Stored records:
[Start of Attachment]

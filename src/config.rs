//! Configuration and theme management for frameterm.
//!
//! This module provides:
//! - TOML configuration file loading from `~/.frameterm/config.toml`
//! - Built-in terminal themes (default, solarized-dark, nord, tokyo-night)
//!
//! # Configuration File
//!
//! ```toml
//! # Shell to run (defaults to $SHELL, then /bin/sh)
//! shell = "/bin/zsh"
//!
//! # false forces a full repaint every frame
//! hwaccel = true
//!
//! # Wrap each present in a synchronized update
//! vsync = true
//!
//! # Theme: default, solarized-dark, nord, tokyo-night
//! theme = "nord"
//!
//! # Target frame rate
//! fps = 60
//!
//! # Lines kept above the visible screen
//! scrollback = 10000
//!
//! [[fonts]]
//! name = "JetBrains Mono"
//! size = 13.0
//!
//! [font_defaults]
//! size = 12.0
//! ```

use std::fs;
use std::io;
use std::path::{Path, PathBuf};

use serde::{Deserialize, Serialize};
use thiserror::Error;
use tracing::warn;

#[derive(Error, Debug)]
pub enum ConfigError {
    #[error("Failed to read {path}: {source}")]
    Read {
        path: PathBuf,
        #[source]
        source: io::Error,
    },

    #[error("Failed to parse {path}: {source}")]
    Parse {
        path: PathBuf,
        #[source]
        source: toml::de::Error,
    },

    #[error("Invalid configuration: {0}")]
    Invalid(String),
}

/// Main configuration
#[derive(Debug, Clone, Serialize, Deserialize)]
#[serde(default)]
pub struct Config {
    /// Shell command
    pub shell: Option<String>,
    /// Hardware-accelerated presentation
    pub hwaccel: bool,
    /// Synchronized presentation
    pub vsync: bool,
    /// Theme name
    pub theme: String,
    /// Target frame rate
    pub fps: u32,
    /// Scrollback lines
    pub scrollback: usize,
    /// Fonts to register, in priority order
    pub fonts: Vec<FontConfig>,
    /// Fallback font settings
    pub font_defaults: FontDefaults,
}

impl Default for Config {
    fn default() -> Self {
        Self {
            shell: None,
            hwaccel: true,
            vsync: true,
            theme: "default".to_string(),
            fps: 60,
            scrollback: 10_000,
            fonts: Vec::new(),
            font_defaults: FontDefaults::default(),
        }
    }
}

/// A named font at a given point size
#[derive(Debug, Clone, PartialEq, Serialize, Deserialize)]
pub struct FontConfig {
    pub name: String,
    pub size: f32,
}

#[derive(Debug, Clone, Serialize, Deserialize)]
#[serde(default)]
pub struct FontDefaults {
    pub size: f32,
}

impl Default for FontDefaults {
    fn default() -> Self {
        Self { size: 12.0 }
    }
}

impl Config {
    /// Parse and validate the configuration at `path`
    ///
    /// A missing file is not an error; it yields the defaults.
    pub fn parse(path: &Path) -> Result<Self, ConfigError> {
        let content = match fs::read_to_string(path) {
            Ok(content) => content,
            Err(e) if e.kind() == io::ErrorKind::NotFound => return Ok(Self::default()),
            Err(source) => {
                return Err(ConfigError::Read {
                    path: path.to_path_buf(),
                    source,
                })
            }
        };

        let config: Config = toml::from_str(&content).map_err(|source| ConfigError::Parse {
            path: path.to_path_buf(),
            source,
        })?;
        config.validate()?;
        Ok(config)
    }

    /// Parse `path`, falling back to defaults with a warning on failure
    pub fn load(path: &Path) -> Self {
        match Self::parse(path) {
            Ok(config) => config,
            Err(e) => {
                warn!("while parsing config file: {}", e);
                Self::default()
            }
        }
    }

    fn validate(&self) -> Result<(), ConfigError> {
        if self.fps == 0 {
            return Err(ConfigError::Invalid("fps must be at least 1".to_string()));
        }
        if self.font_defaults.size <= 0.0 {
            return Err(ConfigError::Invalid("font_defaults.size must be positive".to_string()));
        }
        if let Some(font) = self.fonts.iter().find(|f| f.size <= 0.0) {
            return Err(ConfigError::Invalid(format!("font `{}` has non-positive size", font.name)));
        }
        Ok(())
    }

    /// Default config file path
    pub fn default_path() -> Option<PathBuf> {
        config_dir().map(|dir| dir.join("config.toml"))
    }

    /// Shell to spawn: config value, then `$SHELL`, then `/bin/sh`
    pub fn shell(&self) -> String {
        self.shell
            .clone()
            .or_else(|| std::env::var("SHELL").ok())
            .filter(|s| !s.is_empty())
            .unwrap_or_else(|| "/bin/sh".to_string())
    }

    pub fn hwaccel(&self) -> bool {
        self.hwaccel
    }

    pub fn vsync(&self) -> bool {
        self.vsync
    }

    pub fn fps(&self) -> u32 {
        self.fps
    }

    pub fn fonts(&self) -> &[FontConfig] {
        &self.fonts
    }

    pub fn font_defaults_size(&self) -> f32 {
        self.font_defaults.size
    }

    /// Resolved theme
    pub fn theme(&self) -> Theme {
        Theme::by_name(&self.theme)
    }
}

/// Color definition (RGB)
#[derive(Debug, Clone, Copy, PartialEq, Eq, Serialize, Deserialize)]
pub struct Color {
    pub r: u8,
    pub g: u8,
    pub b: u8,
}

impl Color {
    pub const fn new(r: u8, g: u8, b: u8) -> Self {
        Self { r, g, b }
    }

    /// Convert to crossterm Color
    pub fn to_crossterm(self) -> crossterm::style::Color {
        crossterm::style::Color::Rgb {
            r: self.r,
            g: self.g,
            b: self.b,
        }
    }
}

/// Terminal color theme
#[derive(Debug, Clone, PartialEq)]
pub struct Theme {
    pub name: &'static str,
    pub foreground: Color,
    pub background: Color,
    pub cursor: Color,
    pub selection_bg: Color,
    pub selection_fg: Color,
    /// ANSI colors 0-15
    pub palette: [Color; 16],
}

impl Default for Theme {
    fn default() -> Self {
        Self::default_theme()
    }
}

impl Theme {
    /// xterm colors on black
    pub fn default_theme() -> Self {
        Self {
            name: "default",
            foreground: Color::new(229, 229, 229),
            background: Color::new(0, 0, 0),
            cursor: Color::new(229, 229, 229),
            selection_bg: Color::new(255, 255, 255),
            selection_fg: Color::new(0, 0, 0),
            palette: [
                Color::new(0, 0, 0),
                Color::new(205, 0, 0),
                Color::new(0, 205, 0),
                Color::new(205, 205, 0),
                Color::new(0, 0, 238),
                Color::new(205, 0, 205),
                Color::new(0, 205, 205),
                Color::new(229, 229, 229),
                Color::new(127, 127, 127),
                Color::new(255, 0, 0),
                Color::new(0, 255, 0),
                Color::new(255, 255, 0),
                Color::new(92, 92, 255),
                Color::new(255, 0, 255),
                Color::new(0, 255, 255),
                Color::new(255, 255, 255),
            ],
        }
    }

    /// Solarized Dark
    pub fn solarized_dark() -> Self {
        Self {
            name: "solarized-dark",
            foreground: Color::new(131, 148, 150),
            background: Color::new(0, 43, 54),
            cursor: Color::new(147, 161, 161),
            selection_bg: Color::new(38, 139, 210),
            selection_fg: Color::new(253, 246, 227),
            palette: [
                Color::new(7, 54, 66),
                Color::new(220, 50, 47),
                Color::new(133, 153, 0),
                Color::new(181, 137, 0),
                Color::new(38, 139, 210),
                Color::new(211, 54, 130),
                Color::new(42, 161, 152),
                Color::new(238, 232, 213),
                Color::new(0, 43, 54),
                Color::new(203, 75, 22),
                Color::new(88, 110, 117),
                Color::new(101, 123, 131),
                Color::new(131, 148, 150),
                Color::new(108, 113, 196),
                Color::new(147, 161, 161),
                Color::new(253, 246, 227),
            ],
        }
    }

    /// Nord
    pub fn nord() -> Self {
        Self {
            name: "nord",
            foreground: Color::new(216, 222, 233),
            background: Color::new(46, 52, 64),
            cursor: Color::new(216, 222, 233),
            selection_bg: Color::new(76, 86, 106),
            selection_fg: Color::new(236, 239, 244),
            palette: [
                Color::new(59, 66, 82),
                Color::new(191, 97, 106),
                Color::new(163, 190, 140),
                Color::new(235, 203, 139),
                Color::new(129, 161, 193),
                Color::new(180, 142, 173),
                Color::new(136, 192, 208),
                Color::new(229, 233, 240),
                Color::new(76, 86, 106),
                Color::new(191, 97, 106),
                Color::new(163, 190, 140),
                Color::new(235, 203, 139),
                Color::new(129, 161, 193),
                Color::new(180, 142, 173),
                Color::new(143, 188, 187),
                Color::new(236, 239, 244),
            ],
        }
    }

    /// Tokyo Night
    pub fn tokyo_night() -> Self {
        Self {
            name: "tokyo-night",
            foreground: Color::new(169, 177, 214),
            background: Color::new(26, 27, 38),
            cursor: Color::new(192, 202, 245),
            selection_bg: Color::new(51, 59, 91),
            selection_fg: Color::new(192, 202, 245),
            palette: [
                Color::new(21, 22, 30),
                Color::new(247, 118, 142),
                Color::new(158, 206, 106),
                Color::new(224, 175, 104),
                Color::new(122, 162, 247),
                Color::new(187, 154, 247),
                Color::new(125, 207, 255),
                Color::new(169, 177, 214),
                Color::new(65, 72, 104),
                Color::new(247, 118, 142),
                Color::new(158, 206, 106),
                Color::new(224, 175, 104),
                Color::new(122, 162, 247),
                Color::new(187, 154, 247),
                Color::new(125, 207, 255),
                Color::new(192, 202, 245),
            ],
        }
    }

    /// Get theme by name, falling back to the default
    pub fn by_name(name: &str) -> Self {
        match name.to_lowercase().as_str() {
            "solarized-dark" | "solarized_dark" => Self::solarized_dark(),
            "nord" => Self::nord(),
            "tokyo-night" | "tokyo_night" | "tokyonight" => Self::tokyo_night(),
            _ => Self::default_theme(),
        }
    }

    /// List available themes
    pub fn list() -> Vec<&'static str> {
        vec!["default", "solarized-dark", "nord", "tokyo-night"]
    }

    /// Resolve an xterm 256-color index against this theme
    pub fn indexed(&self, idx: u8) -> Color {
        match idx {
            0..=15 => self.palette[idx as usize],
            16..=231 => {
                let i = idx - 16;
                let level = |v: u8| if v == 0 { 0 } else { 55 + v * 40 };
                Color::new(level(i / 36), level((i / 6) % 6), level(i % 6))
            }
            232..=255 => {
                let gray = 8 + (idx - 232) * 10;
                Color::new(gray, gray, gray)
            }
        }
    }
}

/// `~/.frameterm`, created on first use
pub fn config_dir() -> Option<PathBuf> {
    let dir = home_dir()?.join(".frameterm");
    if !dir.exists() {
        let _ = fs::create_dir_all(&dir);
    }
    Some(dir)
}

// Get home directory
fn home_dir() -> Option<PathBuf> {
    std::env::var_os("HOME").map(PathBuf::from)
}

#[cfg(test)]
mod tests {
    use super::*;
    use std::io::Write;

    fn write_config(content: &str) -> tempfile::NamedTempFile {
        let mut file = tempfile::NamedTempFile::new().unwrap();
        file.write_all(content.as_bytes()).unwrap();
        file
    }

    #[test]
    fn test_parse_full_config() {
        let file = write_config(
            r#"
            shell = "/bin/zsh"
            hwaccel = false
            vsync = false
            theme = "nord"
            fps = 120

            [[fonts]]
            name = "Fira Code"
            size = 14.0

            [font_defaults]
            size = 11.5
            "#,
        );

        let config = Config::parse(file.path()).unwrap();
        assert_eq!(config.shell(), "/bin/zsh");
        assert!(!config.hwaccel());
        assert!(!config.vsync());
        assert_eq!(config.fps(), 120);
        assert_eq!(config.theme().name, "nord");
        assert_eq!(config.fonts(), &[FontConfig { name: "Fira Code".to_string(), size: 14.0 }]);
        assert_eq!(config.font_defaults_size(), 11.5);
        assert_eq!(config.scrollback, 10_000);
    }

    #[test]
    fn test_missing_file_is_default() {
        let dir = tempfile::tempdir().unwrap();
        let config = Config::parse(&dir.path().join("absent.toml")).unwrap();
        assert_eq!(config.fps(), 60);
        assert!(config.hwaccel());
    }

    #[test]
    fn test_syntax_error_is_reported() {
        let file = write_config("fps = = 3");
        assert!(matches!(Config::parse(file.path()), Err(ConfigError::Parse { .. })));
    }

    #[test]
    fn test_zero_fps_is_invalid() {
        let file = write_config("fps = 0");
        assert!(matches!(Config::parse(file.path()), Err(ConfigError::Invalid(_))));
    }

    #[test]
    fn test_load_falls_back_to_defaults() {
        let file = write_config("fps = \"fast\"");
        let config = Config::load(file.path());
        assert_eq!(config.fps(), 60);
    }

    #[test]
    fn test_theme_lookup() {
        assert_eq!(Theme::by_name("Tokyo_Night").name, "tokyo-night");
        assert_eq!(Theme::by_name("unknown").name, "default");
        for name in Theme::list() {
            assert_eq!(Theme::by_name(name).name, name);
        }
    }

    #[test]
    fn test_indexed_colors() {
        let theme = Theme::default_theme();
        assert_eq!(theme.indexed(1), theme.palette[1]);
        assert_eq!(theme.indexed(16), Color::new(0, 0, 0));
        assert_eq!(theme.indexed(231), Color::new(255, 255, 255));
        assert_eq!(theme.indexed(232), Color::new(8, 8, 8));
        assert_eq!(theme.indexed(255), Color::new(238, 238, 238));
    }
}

[End of Attachment]

◆ TASK PROMPT ◆
Check each line of the entries above, and show every one holding the word "presentation".

◆ REPLY ◆
    /// Hardware-accelerated presentation
    /// Synchronized presentation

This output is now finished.